Dickens World lies not in London—the scene of his best-loved stories—but just outside of Chatham, Kent, where Dickens lived as a young boy while his father worked as a clerk in the paymaster’s office. First impressions are not great. The £62 million (about $122 million) theme park is housed in a huge aluminum hangar wedged between a cinema multiplex and an outlet mall. A Nando’s fast-food joint greets you as you enter the building. Literary purists are appalled by what they see as the dumbing-down of one of the world’s greatest storytellers. “Of course, Dickens wasn’t averse to showmanship and magic himself,” says Dr. Jennifer Wallace, a professor of English literature at Cambridge University. “But that fictional imagination was offset with some very grim confrontation of poverty and exploitation, which I suspect will be glossed over in the Disneyfied theme park.”
And if you visit Dickens World hoping for a high-tech, Disneyesque experience, you’re in for a letdown. The scenery and props are rather flimsy, and they don’t conjure the spirit of Dickens’s brooding, foggy London. Costumed characters (Dickensian generics) such as policemen, rat-catchers and Victorian gentlemen roam about. There’s a Victorian Schoolroom with bleak wooden desks, an admonishing schoolteacher and, scrawled on the walls, the stern words RESPECT THY ELDERS; BE SEEN AND NOT HEARD. There’s Fagin’s Den, a soft-play area for little kids. Yes, the grubby place—“its walls perfectly black with age and dirt” according to Dickens—where Oliver is taught how to pickpocket is now fitted out with neon-green climbing walls and bright yellow slides. There’s a 3-D animated feature on Dickens’s life, and, surprisingly, this is one of the most entertaining and educational attractions. The Haunted House of Ebenezer Scrooge is appealing, but don’t expect Jacob Marley with his ponderous load of chains and steel. The frights are tame and kid-friendly. And when you leave, don’t forget to pick up your Dickens World T shirt and mug from the Old Curiosity Shop, the park’s gift shop. Oh, and there are a couple of his books on sale there, too.

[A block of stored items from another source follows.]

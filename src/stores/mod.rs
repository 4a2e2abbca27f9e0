//! Observable state containers for client code.
//!
//! Each container is an independently owned cell; nothing here is global.
//! Everything is single-threaded and synchronous.

pub mod notifications;
pub mod writable;

pub use notifications::{NewNotification, Notification, NotificationKind, Notifications};
pub use writable::{Subscription, Writable};

use crate::db::PostgrestDb;
use crate::error::AppError;
use crate::models::{AuthUser, Profile, Session};

/// One instance of each client-side container.
#[derive(Clone, Default)]
pub struct AppStores {
    pub session: Writable<Option<Session>>,
    pub user: Writable<Option<AuthUser>>,
    pub profile: Writable<Option<Profile>>,
    pub notifications: Notifications,
}

impl AppStores {
    pub fn new() -> Self {
        Self::default()
    }

    /// Record a new session and its user.
    pub fn sign_in(&self, session: Session) {
        self.user.set(Some(session.user.clone()));
        self.session.set(Some(session));
    }

    /// Forget the session, user and profile.
    pub fn sign_out(&self) {
        self.session.set(None);
        self.user.set(None);
        self.profile.set(None);
    }

    /// Load the current user's profile into `profile`.
    ///
    /// Signed out, or no profile row, leaves `profile` empty.
    pub async fn refresh_profile(&self, db: &PostgrestDb) -> Result<Option<Profile>, AppError> {
        let user = self.user.get();
        let profile = db.get_profile(user.as_ref()).await?;
        self.profile.set(profile.clone());
        Ok(profile)
    }
}
// SPDX-License-Identifier: MIT
// Copyright 2026 Roland Dreier <roland@rolandd.dev>

//! Application configuration loaded from environment variables.
//!
//! Loaded once at startup and carried inside `AppState`, so handlers never
//! read the process environment themselves.

use reqwest::Url;
use std::env;

/// Default storage bucket for course covers and lesson content.
pub const DEFAULT_STORAGE_BUCKET: &str = "images";

/// Default request body limit (10 MiB).
pub const DEFAULT_MAX_UPLOAD_BYTES: usize = 10 * 1024 * 1024;

/// Application configuration, loaded once at startup.
#[derive(Debug, Clone)]
pub struct Config {
    // --- Environment Variables (non-sensitive) ---
    /// Supabase project URL (REST, RPC and Storage live under it)
    pub supabase_url: Url,
    /// Storage bucket that receives uploads
    pub storage_bucket: String,
    /// Frontend URL for CORS
    pub frontend_url: String,
    /// Server port
    pub port: u16,
    /// Largest accepted request body, in bytes
    pub max_upload_bytes: usize,

    // --- Secrets ---
    /// Supabase service-role key, sent as `apikey` and bearer credential
    pub supabase_service_key: String,
}

impl Config {
    /// Load configuration from environment variables.
    ///
    /// A `.env` file in the working directory is honored for local development.
    pub fn from_env() -> Result<Self, ConfigError> {
        dotenvy::dotenv().ok(); // Load .env file if present

        let raw_url = env::var("SUPABASE_URL")
            .or_else(|_| env::var("VITE_SUPABASE_URL"))
            .map_err(|_| ConfigError::Missing("SUPABASE_URL"))?;

        Ok(Self {
            supabase_url: parse_base_url(raw_url.trim())?,
            storage_bucket: env::var("STORAGE_BUCKET")
                .unwrap_or_else(|_| DEFAULT_STORAGE_BUCKET.to_string()),
            frontend_url: env::var("FRONTEND_URL")
                .unwrap_or_else(|_| "http://localhost:5173".to_string()),
            port: env::var("PORT")
                .unwrap_or_else(|_| "8080".to_string())
                .parse()
                .unwrap_or(8080),
            max_upload_bytes: env::var("MAX_UPLOAD_BYTES")
                .ok()
                .and_then(|v| v.parse().ok())
                .unwrap_or(DEFAULT_MAX_UPLOAD_BYTES),

            supabase_service_key: env::var("SUPABASE_SERVICE_KEY")
                .map(|v| v.trim().to_string())
                .map_err(|_| ConfigError::Missing("SUPABASE_SERVICE_KEY"))?,
        })
    }

    /// Config for tests, pointing at the given backend URL.
    pub fn test_default(supabase_url: &str) -> Self {
        Self {
            supabase_url: parse_base_url(supabase_url).expect("test backend URL must be valid"),
            storage_bucket: DEFAULT_STORAGE_BUCKET.to_string(),
            frontend_url: "http://localhost:5173".to_string(),
            port: 8080,
            max_upload_bytes: DEFAULT_MAX_UPLOAD_BYTES,
            supabase_service_key: "test_service_key".to_string(),
        }
    }

    /// Supabase URL without a trailing slash, for building endpoint paths.
    pub fn supabase_base(&self) -> &str {
        self.supabase_url.as_str().trim_end_matches('/')
    }
}

fn parse_base_url(raw: &str) -> Result<Url, ConfigError> {
    let url = Url::parse(raw).map_err(|e| ConfigError::Invalid("SUPABASE_URL", e.to_string()))?;
    match url.scheme() {
        "http" | "https" => Ok(url),
        other => Err(ConfigError::Invalid(
            "SUPABASE_URL",
            format!("unsupported scheme '{}'", other),
        )),
    }
}

/// Configuration errors
#[derive(Debug, thiserror::Error)]
pub enum ConfigError {
    #[error("Missing required environment variable: {0}")]
    Missing(&'static str),

    #[error("Invalid value for {0}: {1}")]
    Invalid(&'static str, String),
}
// SPDX-License-Identifier: MIT
// Copyright 2026 Roland Dreier <roland@rolandd.dev>

//! Middleware modules (authentication, security, etc.).

pub mod auth;
pub mod security;

pub use auth::{authenticate, authorize_course_owner};
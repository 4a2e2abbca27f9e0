// SPDX-License-Identifier: MIT
// Copyright 2026 Roland Dreier <roland@kernel.org>

//! Data models for the application.

pub mod course;
pub mod user;

pub use course::{Course, CourseLesson};
pub use user::{AuthUser, Profile, Session, Teacher};
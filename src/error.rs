// SPDX-License-Identifier: MIT
// Copyright 2026 Roland Dreier <roland@rolandd.dev>

//! Application error types with consistent API responses.

use axum::{
    http::StatusCode,
    response::{IntoResponse, Response},
    Json,
};
use serde::Serialize;

/// Application error type that converts to HTTP responses.
///
/// Every failure is terminal for the request; nothing is retried here.
#[derive(Debug, thiserror::Error)]
pub enum AppError {
    /// Malformed request (bad body, missing query parameter).
    #[error("{0}")]
    Validation(String),

    /// Missing or invalid `x-token`.
    #[error("{0}")]
    Unauthorized(String),

    /// Authenticated, but not the owner of the resource.
    #[error("Forbidden")]
    Forbidden,

    #[error("{0}")]
    NotFound(String),

    /// Supabase (auth gateway, PostgREST or Storage) reported a failure.
    #[error("{0}")]
    Upstream(String),

    #[error("Internal server error: {0}")]
    Internal(#[from] anyhow::Error),
}

impl AppError {
    pub const INVALID_BODY: &'static str = "Invalid body";
    pub const MISSING_LESSON: &'static str = "Give lesson qs";
    pub const UNAUTHORIZED: &'static str = "Unauthorized";
    pub const INVALID_TOKEN: &'static str = "Invalid token";
    pub const COURSE_NOT_FOUND: &'static str = "Course not found";
    pub const LESSON_NOT_FOUND: &'static str = "Lesson not found";

    /// HTTP status this error maps to.
    pub fn status(&self) -> StatusCode {
        match self {
            AppError::Validation(_) => StatusCode::UNPROCESSABLE_ENTITY,
            AppError::Unauthorized(_) => StatusCode::UNAUTHORIZED,
            AppError::Forbidden => StatusCode::FORBIDDEN,
            AppError::NotFound(_) => StatusCode::NOT_FOUND,
            AppError::Upstream(_) => StatusCode::BAD_REQUEST,
            AppError::Internal(_) => StatusCode::INTERNAL_SERVER_ERROR,
        }
    }
}

/// JSON error response body
#[derive(Serialize)]
struct ErrorResponse {
    error: String,
}

impl IntoResponse for AppError {
    fn into_response(self) -> Response {
        let status = self.status();
        let error = match &self {
            AppError::Upstream(msg) => {
                tracing::warn!(error = %msg, "Upstream error");
                msg.clone()
            }
            AppError::Internal(err) => {
                tracing::error!(error = %err, "Internal server error");
                "Internal server error".to_string()
            }
            other => other.to_string(),
        };

        (status, Json(ErrorResponse { error })).into_response()
    }
}

/// Result type alias for handlers
pub type Result<T> = std::result::Result<T, AppError>;
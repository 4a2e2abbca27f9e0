// SPDX-License-Identifier: MIT
// Copyright 2026 Roland Dreier <roland@kernel.org>

//! Course and lesson rows.

use serde::{Deserialize, Deserializer, Serialize};

/// Treat a JSON `null` like a missing field.
fn null_as_default<'de, D, T>(deserializer: D) -> Result<T, D::Error>
where
    D: Deserializer<'de>,
    T: Default + Deserialize<'de>,
{
    Ok(Option::<T>::deserialize(deserializer)?.unwrap_or_default())
}

/// Course row (`courses` table).
#[derive(Debug, Clone, PartialEq, Serialize, Deserialize)]
pub struct Course {
    pub id: String,
    pub name: String,
    /// Owning teacher (auth user ID)
    pub teacher_id: String,
    /// Public URL of the cover image, refreshed on every cover upload
    #[serde(default)]
    pub cover_url: Option<String>,
    #[serde(default)]
    pub tags: Option<Vec<String>>,
    #[serde(default, deserialize_with = "null_as_default")]
    pub description: String,
    #[serde(default, deserialize_with = "null_as_default")]
    pub learning_goals: String,
    #[serde(default, deserialize_with = "null_as_default")]
    pub is_public: bool,
}

impl Course {
    /// Ownership check: only the course's teacher may mutate it.
    pub fn is_owned_by(&self, user_id: &str) -> bool {
        self.teacher_id == user_id
    }
}

/// Lesson row (`course_lessons` table).
#[derive(Debug, Clone, PartialEq, Eq, Serialize, Deserialize)]
pub struct CourseLesson {
    pub id: String,
    pub course_id: String,
    /// Public URL of the lesson content, refreshed on every content upload
    #[serde(default)]
    pub item_link: Option<String>,
}
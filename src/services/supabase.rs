// SPDX-License-Identifier: MIT
// Copyright 2026 Roland Dreier <roland@rolandd.dev>

//! Shared HTTP plumbing for the Supabase REST, RPC and Storage APIs.
//!
//! Every call authenticates with the service key, sent both as the `apikey`
//! header and as a bearer credential. Failures are reported as
//! `AppError::Upstream` carrying the service's own message.

use crate::config::Config;
use crate::error::AppError;
use reqwest::{Method, RequestBuilder};
use serde::de::DeserializeOwned;
use serde::Deserialize;

/// Low-level Supabase client.
#[derive(Clone)]
pub struct SupabaseClient {
    http: reqwest::Client,
    base_url: String,
    service_key: String,
}

impl SupabaseClient {
    pub fn new(config: &Config) -> Self {
        Self {
            http: reqwest::Client::new(),
            base_url: config.supabase_base().to_string(),
            service_key: config.supabase_service_key.clone(),
        }
    }

    /// Project URL without a trailing slash.
    pub fn base_url(&self) -> &str {
        &self.base_url
    }

    /// Start an authenticated request to `{base_url}{path}`.
    pub(crate) fn request(&self, method: Method, path: &str) -> RequestBuilder {
        self.http
            .request(method, format!("{}{}", self.base_url, path))
            .header("apikey", &self.service_key)
            .bearer_auth(&self.service_key)
    }

    /// Send a request and fail on non-success status.
    pub(crate) async fn send(&self, request: RequestBuilder) -> Result<reqwest::Response, AppError> {
        let response = request.send().await.map_err(|e| {
            if e.is_builder() {
                // Bad header value or URL: our configuration, not Supabase
                AppError::Internal(anyhow::Error::new(e).context("Failed to build Supabase request"))
            } else {
                AppError::Upstream(e.to_string())
            }
        })?;

        check_response(response).await
    }

    /// Send a request and parse the JSON body.
    pub(crate) async fn send_json<T: DeserializeOwned>(
        &self,
        request: RequestBuilder,
    ) -> Result<T, AppError> {
        let response = self.send(request).await?;
        response
            .json::<T>()
            .await
            .map_err(|e| AppError::Upstream(format!("Malformed response: {}", e)))
    }
}

/// Error payloads across Supabase services. PostgREST and Storage both use
/// `message`; some Storage versions only fill `error`.
#[derive(Deserialize)]
struct ErrorPayload {
    message: Option<String>,
    error: Option<String>,
}

/// Check response status and return error if not successful.
async fn check_response(response: reqwest::Response) -> Result<reqwest::Response, AppError> {
    if response.status().is_success() {
        return Ok(response);
    }

    let status = response.status();
    let body = response.text().await.unwrap_or_default();
    tracing::debug!(status = status.as_u16(), body = %body, "Supabase request failed");

    Err(AppError::Upstream(error_message(status, &body)))
}

/// Pull a human-readable message out of an error body.
fn error_message(status: reqwest::StatusCode, body: &str) -> String {
    if let Ok(payload) = serde_json::from_str::<ErrorPayload>(body) {
        if let Some(msg) = payload.message.or(payload.error) {
            if !msg.is_empty() {
                return msg;
            }
        }
    }

    let trimmed = body.trim();
    if trimmed.is_empty() {
        format!("HTTP {}", status)
    } else {
        trimmed.to_string()
    }
}
// SPDX-License-Identifier: MIT
// Copyright 2026 Roland Dreier <roland@rolandd.dev>

//! Course Publisher API Server
//!
//! Accepts lesson content and cover image uploads from course owners and
//! publishes them through Supabase Storage.

use course_publisher::{config::Config, AppState};
use std::sync::Arc;
use tracing_subscriber::{layer::SubscriberExt, util::SubscriberInitExt};

#[tokio::main]
async fn main() -> Result<(), Box<dyn std::error::Error>> {
    // Initialize structured JSON logging
    init_logging();

    // Load configuration from environment
    let config = Config::from_env()?;
    tracing::info!(
        port = config.port,
        supabase = %config.supabase_base(),
        bucket = %config.storage_bucket,
        "Starting Course Publisher API"
    );

    // Build shared state
    let state = Arc::new(AppState::new(config.clone()));

    // Build router
    let app = course_publisher::routes::create_router(state);

    // Start server
    let addr = format!("0.0.0.0:{}", config.port);
    let listener = tokio::net::TcpListener::bind(&addr).await?;
    tracing::info!(address = %addr, "Server listening");

    axum::serve(listener, app).await?;
    Ok(())
}

/// Initialize structured JSON logging.
fn init_logging() {
    let format = tracing_subscriber::fmt::layer()
        .json()
        .with_target(false)
        .with_current_span(true)
        .flatten_event(true);

    let filter = tracing_subscriber::EnvFilter::try_from_default_env()
        .unwrap_or_else(|_| tracing_subscriber::EnvFilter::new("course_publisher=debug,info"));

    tracing_subscriber::registry()
        .with(filter)
        .with(format)
        .init();
}
//! Transient user-facing messages.

use super::writable::{Subscription, Writable};
use serde::{Deserialize, Serialize};
use std::cell::Cell;
use std::rc::Rc;

/// Severity of a notification.
#[derive(Debug, Clone, Copy, Default, PartialEq, Eq, Serialize, Deserialize)]
#[serde(rename_all = "lowercase")]
pub enum NotificationKind {
    #[default]
    Danger,
    Success,
    Warning,
}

#[derive(Debug, Clone, PartialEq, Eq, Serialize, Deserialize)]
pub struct Notification {
    pub id: String,
    #[serde(default, skip_serializing_if = "Option::is_none")]
    pub title: Option<String>,
    pub message: String,
    #[serde(rename = "type")]
    pub kind: NotificationKind,
}

/// A notification before it is assigned an id.
#[derive(Debug, Clone, Default, PartialEq, Eq)]
pub struct NewNotification {
    pub title: Option<String>,
    pub message: String,
    pub kind: NotificationKind,
}

impl NewNotification {
    pub fn new(kind: NotificationKind, message: impl Into<String>) -> Self {
        Self {
            title: None,
            message: message.into(),
            kind,
        }
    }

    pub fn with_title(mut self, title: impl Into<String>) -> Self {
        self.title = Some(title.into());
        self
    }
}

/// A bare message is an error.
impl From<&str> for NewNotification {
    fn from(message: &str) -> Self {
        Self::new(NotificationKind::Danger, message)
    }
}

impl From<String> for NewNotification {
    fn from(message: String) -> Self {
        Self::new(NotificationKind::Danger, message)
    }
}

/// Append-only list of notifications with dismissal.
#[derive(Clone, Default)]
pub struct Notifications {
    list: Writable<Vec<Notification>>,
    sequence: Rc<Cell<u64>>,
}

impl Notifications {
    pub fn new() -> Self {
        Self::default()
    }

    /// Append a notification, returning its id.
    pub fn notify(&self, notification: impl Into<NewNotification>) -> String {
        let NewNotification {
            title,
            message,
            kind,
        } = notification.into();
        let id = self.next_id();

        let entry = Notification {
            id: id.clone(),
            title,
            message,
            kind,
        };
        self.list.update(|list| {
            let mut next = list.clone();
            next.push(entry);
            next
        });
        id
    }

    /// Remove the notification with this id.
    pub fn dismiss(&self, id: &str) {
        self.list
            .update(|list| list.iter().filter(|n| n.id != id).cloned().collect());
    }

    pub fn clear(&self) {
        self.list.set(Vec::new());
    }

    pub fn get(&self) -> Vec<Notification> {
        self.list.get()
    }

    pub fn set(&self, list: Vec<Notification>) {
        self.list.set(list);
    }

    pub fn update(&self, f: impl FnOnce(&Vec<Notification>) -> Vec<Notification>) {
        self.list.update(f);
    }

    pub fn subscribe(&self, callback: impl FnMut(&Vec<Notification>) + 'static) -> Subscription {
        self.list.subscribe(callback)
    }

    /// Millisecond timestamp plus a per-list counter, so ids stay unique
    /// within the same millisecond.
    fn next_id(&self) -> String {
        let seq = self.sequence.get();
        self.sequence.set(seq + 1);
        format!("{}-{}", chrono::Utc::now().timestamp_millis(), seq)
    }
}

Dickens World is proud that the Dickens Fellowship, a worldwide association of Dickens devotees, acted as consultants for the project to ensure its authenticity. “Dickens loved to see people enjoying themselves, and the Dickens Fellowship works to spread his love of humanity and his mastery of comedy and pathos,” says Thelma Grove, Dickens Fellowship adviser for the theme park. So all things considered, what’s the worst that can happen? It might not inspire kids to discard their iPods and hit the books, but it still stimulates interest in one of Britain’s greatest authors. And as Mr. Sleary advises in “Hard Times,” “People mutht be amuthed. They can’t be alwayth a learning, nor yet they can’t be alwayth a working, they an’t made for it.”